Over the past year, Rice has been taking steps to change this and to increase the hospital's ability to collect and act on patient-safety data.
It's one of several areas being addressed in Rice's ongoing efforts to provide safe, quality care to patients.
Safety is "part of everything we do here at the hospital," Ulferts told the hospital board in a report this past week on the state of safety projects at Rice Hospital.
"Safety and quality really go hand in hand. It's something we think about in everything we do."
From safety reporting to reducing the risk of pressure ulcers and hospital-acquired infections, Rice tackled multiple projects last year aimed at avoiding preventable harm to patients.
Statistics bear out the results. According to the hospital's value-based purchasing scorecard, a collection of key measures of safety performance, Rice averaged less than one surgical site infection per 100 surgery cases throughout 2011. No bloodstream infections associated with the use of a central line were reported. The rate of hospital-acquired pressure ulcers was at or below the national benchmark of 9 percent for most of 2011 with the exception of the first quarter, when it was 13.6 percent.
Reporting safety-related incidents is just one aspect of Rice's patient safety efforts but it's an important one for the data it provides and the ability to analyze the information in more detail, Ulferts said.

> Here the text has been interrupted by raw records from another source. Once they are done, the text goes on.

use chaintrace_ledger::{CallArg, LedgerObject, Transaction};
use chrono::Utc;
use tracing::info;

use crate::error::{CommandError, Result};
use crate::service::AssetService;
use crate::types::{require_str, require_u64, ChangeStatus, CommandOutcome, CompleteFlight, CreateAircraft};

impl AssetService {
    /// Register a new aircraft. Returns the created object id.
    pub async fn create_aircraft(&self, req: CreateAircraft) -> Result<CommandOutcome> {
        let tail_number = require_str(&req.tail_number, "tail_number")?;
        let model = require_str(&req.model, "model")?;
        let manufacturer = require_str(&req.manufacturer, "manufacturer")?;
        let manufacture_date = require_u64(&req.manufacture_date, "manufacture_date")?;

        let mut tx = Transaction::new();
        tx.move_call(
            self.target("aircraft::create_aircraft"),
            vec![
                CallArg::string(&tail_number),
                CallArg::string(model),
                CallArg::string(manufacturer),
                CallArg::u64(manufacture_date),
            ],
        );

        let response = self.ledger.submit(tx).await?;
        let created = response
            .created_object("::aircraft::Aircraft")
            .ok_or(CommandError::CreatedObjectMissing { type_name: "Aircraft" })?
            .to_string();

        info!(aircraft_id = %created, %tail_number, "aircraft created");
        Ok(CommandOutcome {
            digest: response.digest,
            created_object_id: Some(created),
        })
    }

    /// Log a completed flight against the airframe.
    pub async fn complete_flight(&self, aircraft_id: &str, req: CompleteFlight) -> Result<CommandOutcome> {
        let flight_hours = require_u64(&req.flight_hours, "flight_hours")?;

        let mut tx = Transaction::new();
        tx.move_call(
            self.target("aircraft::complete_flight"),
            vec![
                CallArg::object(aircraft_id),
                CallArg::u64(flight_hours),
                CallArg::u64(now_ms()),
            ],
        );

        let response = self.ledger.submit(tx).await?;
        info!(aircraft_id, flight_hours, "flight completed");
        Ok(CommandOutcome {
            digest: response.digest,
            created_object_id: None,
        })
    }

    /// Transition the aircraft's operational status.
    pub async fn change_aircraft_status(&self, aircraft_id: &str, req: ChangeStatus) -> Result<CommandOutcome> {
        let status = require_str(&req.status, "status")?;

        let mut tx = Transaction::new();
        tx.move_call(
            self.target("aircraft::change_status"),
            vec![
                CallArg::object(aircraft_id),
                CallArg::string(&status),
                CallArg::u64(now_ms()),
            ],
        );

        let response = self.ledger.submit(tx).await?;
        info!(aircraft_id, %status, "aircraft status changed");
        Ok(CommandOutcome {
            digest: response.digest,
            created_object_id: None,
        })
    }

    pub async fn list_aircraft(&self, owner: &str) -> Result<Vec<LedgerObject>> {
        self.list_owned(owner, "aircraft::Aircraft").await
    }
}

pub(crate) fn now_ms() -> u64 {
    Utc::now().timestamp_millis().max(0) as u64
}
use figment::{
    providers::{Env, Format, Toml},
    Figment,
};
use serde::{Deserialize, Serialize};

pub const DEFAULT_PORT: u16 = 3000;
pub const DEFAULT_BIND: &str = "127.0.0.1";

/// Top-level config (chaintrace.toml + CHAINTRACE_* env overrides).
#[derive(Debug, Clone, Serialize, Deserialize)]
pub struct ChaintraceConfig {
    #[serde(default)]
    pub server: ServerConfig,
    pub ledger: LedgerConfig,
    #[serde(default)]
    pub simulator: SimulatorConfig,
}

#[derive(Debug, Clone, Serialize, Deserialize)]
pub struct ServerConfig {
    #[serde(default = "default_bind")]
    pub bind: String,
    #[serde(default = "default_port")]
    pub port: u16,
    /// Origin allowed to reach the REST + WS surface (the dashboard).
    #[serde(default = "default_allowed_origin")]
    pub allowed_origin: String,
}

impl Default for ServerConfig {
    fn default() -> Self {
        Self {
            bind: default_bind(),
            port: default_port(),
            allowed_origin: default_allowed_origin(),
        }
    }
}

/// Which ledger network the service submits against.
#[derive(Debug, Clone, Copy, PartialEq, Eq, Serialize, Deserialize)]
#[serde(rename_all = "lowercase")]
pub enum Network {
    Dev,
    Test,
    Main,
}

impl Network {
    /// Well-known public node endpoint for each network.
    pub fn default_rpc_url(&self) -> &'static str {
        match self {
            Network::Dev => "https://rpc.devnet.chaintrace.dev",
            Network::Test => "https://rpc.testnet.chaintrace.dev",
            Network::Main => "https://rpc.chaintrace.dev",
        }
    }
}

#[derive(Debug, Clone, Serialize, Deserialize)]
pub struct LedgerConfig {
    #[serde(default = "default_network")]
    pub network: Network,
    /// Overrides the network's default node endpoint when set.
    pub rpc_url: Option<String>,
    /// Package id of the deployed asset contracts.
    pub package_id: String,
    /// Service signing credential. Required at startup — there is no
    /// unauthenticated write path.
    pub signing_key: Option<String>,
}

impl LedgerConfig {
    pub fn rpc_url(&self) -> &str {
        self.rpc_url
            .as_deref()
            .unwrap_or_else(|| self.network.default_rpc_url())
    }
}

#[derive(Debug, Clone, Serialize, Deserialize)]
pub struct SimulatorConfig {
    /// SQLite file holding the recurring job set.
    #[serde(default = "default_db_path")]
    pub db_path: String,
    /// Chance that a tick is flagged anomalous, 0..=1.
    #[serde(default = "default_anomaly_probability")]
    pub anomaly_probability: f64,
    /// Multiplier applied to anomalous values before flooring.
    #[serde(default = "default_amplification")]
    pub amplification: f64,
}

impl Default for SimulatorConfig {
    fn default() -> Self {
        Self {
            db_path: default_db_path(),
            anomaly_probability: default_anomaly_probability(),
            amplification: default_amplification(),
        }
    }
}

fn default_bind() -> String {
    DEFAULT_BIND.to_string()
}
fn default_port() -> u16 {
    DEFAULT_PORT
}
fn default_allowed_origin() -> String {
    "http://localhost:5173".to_string()
}
fn default_network() -> Network {
    Network::Dev
}
fn default_anomaly_probability() -> f64 {
    0.05
}
fn default_amplification() -> f64 {
    1.5
}
fn default_db_path() -> String {
    let home = std::env::var("HOME").unwrap_or_else(|_| ".".to_string());
    format!("{home}/.chaintrace/chaintrace.db")
}

impl ChaintraceConfig {
    /// Load config from a TOML file with CHAINTRACE_* env var overrides.
    ///
    /// Checks in order:
    ///   1. Explicit path argument
    ///   2. ~/.chaintrace/chaintrace.toml
    pub fn load(config_path: Option<&str>) -> crate::error::Result<Self> {
        let path = config_path
            .map(String::from)
            .unwrap_or_else(default_config_path);

        let config: ChaintraceConfig = Figment::new()
            .merge(Toml::file(&path))
            .merge(Env::prefixed("CHAINTRACE_").split("_"))
            .extract()
            .map_err(|e| crate::error::ChaintraceError::Config(e.to_string()))?;

        Ok(config)
    }
}

fn default_config_path() -> String {
    let home = std::env::var("HOME").unwrap_or_else(|_| ".".to_string());
    format!("{home}/.chaintrace/chaintrace.toml")
}

#[cfg(test)]
mod tests {
    use super::*;

    #[test]
    fn network_urls_are_distinct() {
        assert_ne!(
            Network::Dev.default_rpc_url(),
            Network::Main.default_rpc_url()
        );
    }

    #[test]
    fn rpc_url_override_wins() {
        let cfg = LedgerConfig {
            network: Network::Dev,
            rpc_url: Some("http://localhost:9000".into()),
            package_id: "0x1".into(),
            signing_key: None,
        };
        assert_eq!(cfg.rpc_url(), "http://localhost:9000");
    }

    #[test]
    fn simulator_defaults_match_demo_tuning() {
        let sim = SimulatorConfig::default();
        assert_eq!(sim.anomaly_probability, 0.05);
        assert_eq!(sim.amplification, 1.5);
    }

    #[test]
    fn config_parses_minimal_toml() {
        let config: ChaintraceConfig = Figment::new()
            .merge(figment::providers::Toml::string(
                r#"
                [ledger]
                network = "test"
                package_id = "0xabc"
                "#,
            ))
            .extract()
            .unwrap();
        assert_eq!(config.ledger.network, Network::Test);
        assert_eq!(config.server.port, DEFAULT_PORT);
    }
}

A landmark report issued more than a decade ago by the Institute of Medicine estimated that 98,000 Americans die each year due to medical error. The true number is difficult to pin down, however, nor does it include serious injuries, errors that resulted in no injury or close calls. Many patient-safety experts maintain that medical errors are often underreported and hence might not be fully recognized or addressed.

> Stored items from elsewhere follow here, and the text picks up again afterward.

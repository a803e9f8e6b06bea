use axum::{extract::State, Json};
use serde_json::{json, Value};
use std::sync::Arc;

use crate::app::AppState;

/// GET /health — liveness probe, returns server metadata.
pub async fn health_handler(State(state): State<Arc<AppState>>) -> Json<Value> {
    Json(json!({
        "status": "ok",
        "version": env!("CARGO_PKG_VERSION"),
        "network": state.config.ledger.network,
        "service_address": state.service_address,
        "live_subscriptions": state.hub.subscription_total(),
        "timestamp": chrono::Utc::now().timestamp_millis(),
    }))
}
//! `chaintrace-simulator` — recurring sensor-simulation jobs.
//!
//! # Overview
//!
//! Jobs are persisted to a SQLite `sim_jobs` table, one row per
//! (asset, sensor kind) pair. The [`engine::SimulatorEngine`] polls
//! the table and forwards due jobs over a bounded channel; the
//! [`runner::TickRunner`] executes each tick on its own task —
//! generate a synthetic reading, submit it to the ledger as one
//! two-call transaction, and broadcast it to live viewers only after
//! the write confirms.
//!
//! A slow or failing tick never delays another job's schedule, and a
//! failed ledger write never produces a broadcast.

pub mod db;
pub mod engine;
pub mod error;
pub mod reading;
pub mod runner;
pub mod types;

pub use engine::{SimulatorEngine, SimulatorHandle};
pub use error::{Result, SimulatorError};
pub use runner::TickRunner;
pub use types::{JobOverrides, SimJob};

Although it's not entirely clear why Rice staff were less likely to report incidents than staff at other hospitals, hospital leaders believed at least part of the reason was the paper-based system being used.
One of the hospital's goals last year was to investigate software systems that are easier and do a better job of collecting data, Ulferts said.
"We really want a system that's electronic, that eliminates paper, that gets to the right people in a timely manner," she said. "We want to give our staff the ability to tell the story about what happened and why it happened, so we can understand."
Once the system is in place, it will allow staff to make confidential reports about errors, she said. It also will give hospital leaders the ability to track actual numbers, identify trends or patterns, and analyze more deeply what might be contributing to particular types of errors -- for instance, medication mistakes.
As the database grows, it also will enhance the hospital's ability to monitor how specific safety initiatives are faring and whether they're making a difference.
Rice also stepped up its staff education last year on safety reporting.
Safety reporting continues to be a focus this year but several other projects are under way as well, Ulferts said.
One will involve an in-depth analysis of hand hygiene, one of the key ways to avoid spreading infection within the hospital, she said. "How can we get every person in our system to be compliant with hand hygiene?"
Another project aims to study interruptions, their impact on safe processes and effective ways to reduce interruptions at critical times.